Problem to work on
Each line from the one containing "assert_eq!(report.deleted, 1);" to the end of the entries below must be restated exactly, and no other line should appear.

Records supplied
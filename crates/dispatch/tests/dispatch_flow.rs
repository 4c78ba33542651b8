use std::collections::VecDeque;
use std::sync::atomic::{AtomicUsize, Ordering};
use std::sync::{Arc, Mutex};
use std::time::Duration;

use async_trait::async_trait;
use chrono::Utc;
use serde_json::{json, Value};

use courier_core::domain::action::{
    ActionLog, ActionLogId, ActionPayload, ActionStatus, ActionType, ProviderCategory,
};
use courier_core::domain::idempotency::IdempotencyKey;
use courier_core::domain::tenant::{hash_api_key, ProviderConfig, Tenant, TenantId};
use courier_core::errors::ErrorKind;
use courier_core::providers::sandbox::register_sandbox;
use courier_core::providers::{
    CrmProvider, ProviderError, ProviderHandle, ProviderRegistry, ProviderResult,
};
use courier_core::state_machine::{ActionStateMachine, RetryPolicy};
use courier_db::repositories::{
    ActionLogRepository, ActionStats, IdempotencyRepository, RepositoryError,
    SqlActionLogRepository, SqlIdempotencyRepository, SqlLeaseRepository, SqlTenantRepository,
    TenantRepository,
};
use courier_db::{connect_with_settings, migrations, DbPool, DemoSeedDataset};
use courier_dispatch::{
    ActionDispatcher, ActionRequest, DispatchError, ExpirySweeper, GuardSettings,
    IdempotencyGuard, SweeperSettings,
};

#[derive(Clone, Copy, Debug)]
enum Step {
    Succeed,
    Transient,
    Permanent,
}

struct StubCrm {
    calls: Arc<AtomicUsize>,
    script: Mutex<VecDeque<Step>>,
    fallback: Step,
    delay: Duration,
}

impl StubCrm {
    fn next_step(&self) -> Step {
        self.script.lock().expect("script lock").pop_front().unwrap_or(self.fallback)
    }

    async fn respond(&self, payload: &ActionPayload) -> Result<ProviderResult, ProviderError> {
        let call = self.calls.fetch_add(1, Ordering::SeqCst) + 1;
        tokio::time::sleep(self.delay).await;
        match self.next_step() {
            Step::Succeed => Ok(ProviderResult {
                external_id: format!("stub-{call}"),
                raw_response: json!({"echo": Value::Object(payload.clone())}),
            }),
            Step::Transient => Err(ProviderError::transient("rate_limited", "slow down")),
            Step::Permanent => Err(ProviderError::permanent("unauthorized", "bad credentials")),
        }
    }
}

#[async_trait]
impl CrmProvider for StubCrm {
    fn name(&self) -> &str {
        "stub"
    }

    async fn create_record(
        &self,
        payload: &ActionPayload,
    ) -> Result<ProviderResult, ProviderError> {
        self.respond(payload).await
    }

    async fn update_record(
        &self,
        payload: &ActionPayload,
    ) -> Result<ProviderResult, ProviderError> {
        self.respond(payload).await
    }

    async fn find_record(
        &self,
        _query: &ActionPayload,
    ) -> Result<Option<ProviderResult>, ProviderError> {
        Ok(None)
    }
}

struct StubPlan {
    script: Vec<Step>,
    fallback: Step,
    delay: Duration,
}

impl StubPlan {
    fn always(step: Step) -> Self {
        Self { script: Vec::new(), fallback: step, delay: Duration::ZERO }
    }
}

struct Harness {
    pool: DbPool,
    dispatcher: ActionDispatcher,
    action_logs: Arc<SqlActionLogRepository>,
    idempotency: Arc<SqlIdempotencyRepository>,
    calls: Arc<AtomicUsize>,
}

fn fast_policy(max_retries: u32) -> RetryPolicy {
    RetryPolicy {
        max_retries,
        base_delay: Duration::from_millis(1),
        max_delay: Duration::from_millis(5),
        attempt_timeout: Duration::from_secs(2),
    }
}

fn guard_settings() -> GuardSettings {
    GuardSettings {
        ttl: chrono::Duration::hours(24),
        wait_timeout: Duration::from_secs(5),
        poll_interval: Duration::from_millis(5),
    }
}

async fn harness(plan: StubPlan, policy: RetryPolicy, guard: GuardSettings) -> Harness {
    harness_with_logs(plan, policy, guard, |logs| logs).await
}

/// Like [`harness`], but lets a test wrap the action log store the dispatcher writes to.
async fn harness_with_logs(
    plan: StubPlan,
    policy: RetryPolicy,
    guard: GuardSettings,
    wrap_logs: impl FnOnce(Arc<dyn ActionLogRepository>) -> Arc<dyn ActionLogRepository>,
) -> Harness {
    let pool = connect_with_settings("sqlite::memory:", 1, 30).await.expect("connect test pool");
    migrations::run_pending(&pool).await.expect("run migrations");

    let calls = Arc::new(AtomicUsize::new(0));
    let stub = Arc::new(StubCrm {
        calls: calls.clone(),
        script: Mutex::new(plan.script.into_iter().collect()),
        fallback: plan.fallback,
        delay: plan.delay,
    });

    let mut registry = ProviderRegistry::new();
    register_sandbox(&mut registry).expect("register sandbox");
    registry
        .register(ProviderCategory::Crm, "stub", move |_settings| {
            Ok(ProviderHandle::Crm(stub.clone()))
        })
        .expect("register stub");

    let tenants = SqlTenantRepository::new(pool.clone());
    tenants.save(tenant("t1", "stub")).await.expect("save t1");
    tenants.save(tenant("t2", "sandbox")).await.expect("save t2");

    let action_logs = Arc::new(SqlActionLogRepository::new(pool.clone()));
    let idempotency = Arc::new(SqlIdempotencyRepository::new(pool.clone()));
    let dispatcher = ActionDispatcher::new(
        registry,
        IdempotencyGuard::new(idempotency.clone(), guard),
        wrap_logs(action_logs.clone() as Arc<dyn ActionLogRepository>),
        ActionStateMachine::new(policy),
    );

    Harness { pool, dispatcher, action_logs, idempotency, calls }
}

/// Tenant routing CRM to `crm_provider` and email to the sandbox. No helpdesk.
fn tenant(id: &str, crm_provider: &str) -> Tenant {
    let now = Utc::now();
    let mut provider_configs = std::collections::BTreeMap::new();
    provider_configs.insert(ProviderCategory::Crm, ProviderConfig::named(crm_provider));
    provider_configs.insert(ProviderCategory::Email, ProviderConfig::named("sandbox"));
    Tenant {
        id: TenantId(id.to_string()),
        slug: format!("{id}-slug"),
        api_key_hash: hash_api_key(&format!("ck_{id}")),
        provider_configs,
        is_active: true,
        created_at: now,
        updated_at: now,
    }
}

fn key(value: &str) -> IdempotencyKey {
    IdempotencyKey(value.to_string())
}

fn crm_create(tenant_id: &str, body: Value) -> ActionRequest {
    ActionRequest::new(tenant(tenant_id, "stub"), ActionType::CrmCreate, body)
}

#[tokio::test]
async fn concurrent_identical_requests_invoke_provider_once() {
    let plan =
        StubPlan { script: Vec::new(), fallback: Step::Succeed, delay: Duration::from_millis(50) };
    let h = harness(plan, fast_policy(0), guard_settings()).await;

    let mut handles = Vec::new();
    for _ in 0..8 {
        let dispatcher = h.dispatcher.clone();
        handles.push(tokio::spawn(async move {
            dispatcher
                .dispatch(
                    crm_create("t1", json!({"email": "a@b.com"})).with_idempotency_key(key("k-1")),
                )
                .await
        }));
    }

    let mut responses = Vec::new();
    let mut fresh = 0;
    for handle in handles {
        let outcome = handle.await.expect("task joins").expect("dispatch succeeds");
        assert_eq!(outcome.status, ActionStatus::Success);
        if !outcome.replayed {
            fresh += 1;
        }
        responses.push(outcome.response);
    }

    assert_eq!(h.calls.load(Ordering::SeqCst), 1);
    assert_eq!(fresh, 1);
    assert!(responses.windows(2).all(|pair| pair[0] == pair[1]));

    let logs = h
        .action_logs
        .list_for_idempotency_key(&TenantId("t1".to_string()), &key("k-1"))
        .await
        .expect("list logs");
    assert_eq!(logs.len(), 8);
    assert!(logs.iter().all(|log| log.status.is_terminal()));

    h.pool.close().await;
}

#[tokio::test]
async fn reused_key_with_different_body_conflicts_without_provider_call() {
    let h = harness(StubPlan::always(Step::Succeed), fast_policy(0), guard_settings()).await;

    h.dispatcher
        .dispatch(crm_create("t1", json!({"email": "a@b.com"})).with_idempotency_key(key("k-2")))
        .await
        .expect("first dispatch");

    let error = h
        .dispatcher
        .dispatch(crm_create("t1", json!({"email": "c@d.com"})).with_idempotency_key(key("k-2")))
        .await
        .expect_err("conflict");
    assert!(matches!(error, DispatchError::Conflict { .. }));
    assert_eq!(error.kind(), ErrorKind::Conflict);
    assert_eq!(h.calls.load(Ordering::SeqCst), 1);

    let logs = h
        .action_logs
        .list_for_idempotency_key(&TenantId("t1".to_string()), &key("k-2"))
        .await
        .expect("list logs");
    assert_eq!(logs.len(), 1);

    h.pool.close().await;
}

#[tokio::test]
async fn same_key_is_scoped_per_tenant() {
    let h = harness(StubPlan::always(Step::Succeed), fast_policy(0), guard_settings()).await;

    let first = h
        .dispatcher
        .dispatch(crm_create("t1", json!({"email": "a@b.com"})).with_idempotency_key(key("shared")))
        .await
        .expect("t1 dispatch");
    let second = h
        .dispatcher
        .dispatch(
            ActionRequest::new(
                tenant("t2", "sandbox"),
                ActionType::CrmCreate,
                json!({"email": "x@y.com"}),
            )
            .with_idempotency_key(key("shared")),
        )
        .await
        .expect("t2 dispatch");

    assert!(!first.replayed && !second.replayed);
    assert_ne!(first.action_id, second.action_id);

    h.pool.close().await;
}

#[tokio::test]
async fn expired_record_is_invisible_then_swept() {
    let expiring = GuardSettings { ttl: chrono::Duration::milliseconds(-1), ..guard_settings() };
    let h = harness(StubPlan::always(Step::Succeed), fast_policy(0), expiring).await;
    let tenant_id = TenantId("t1".to_string());

    h.dispatcher
        .dispatch(crm_create("t1", json!({"email": "a@b.com"})).with_idempotency_key(key("k-3")))
        .await
        .expect("first dispatch");

    assert_eq!(h.dispatcher.guard().lookup(&tenant_id, &key("k-3")).await.expect("lookup"), None);
    assert!(h.idempotency.find(&tenant_id, &key("k-3")).await.expect("find").is_some());

    let sweeper = ExpirySweeper::new(
        h.idempotency.clone(),
        Arc::new(SqlLeaseRepository::new(h.pool.clone())),
        SweeperSettings::default(),
    );
    let report = sweeper.run_once(Utc::now()).await.expect("sweep");
    assert!(report.leader);
    assert_eq!(report.deleted, 1);
    assert_eq!(h.idempotency.find(&tenant_id, &key("k-3")).await.expect("find after sweep"), None);

    let again = h
        .dispatcher
        .dispatch(crm_create("t1", json!({"email": "a@b.com"})).with_idempotency_key(key("k-3")))
        .await
        .expect("dispatch after expiry");
    assert!(!again.replayed);
    assert_eq!(h.calls.load(Ordering::SeqCst), 2);

    h.pool.close().await;
}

Written answer
    assert_eq!(report.deleted, 1);
    assert_eq!(h.idempotency.find(&tenant_id, &key("k-3")).await.expect("find after sweep"), None);

    let again = h
        .dispatcher
        .dispatch(crm_create("t1", json!({"email": "a@b.com"})).with_idempotency_key(key("k-3")))
        .await
        .expect("dispatch after expiry");
    assert!(!again.replayed);
    assert_eq!(h.calls.load(Ordering::SeqCst), 2);

    h.pool.close().await;
}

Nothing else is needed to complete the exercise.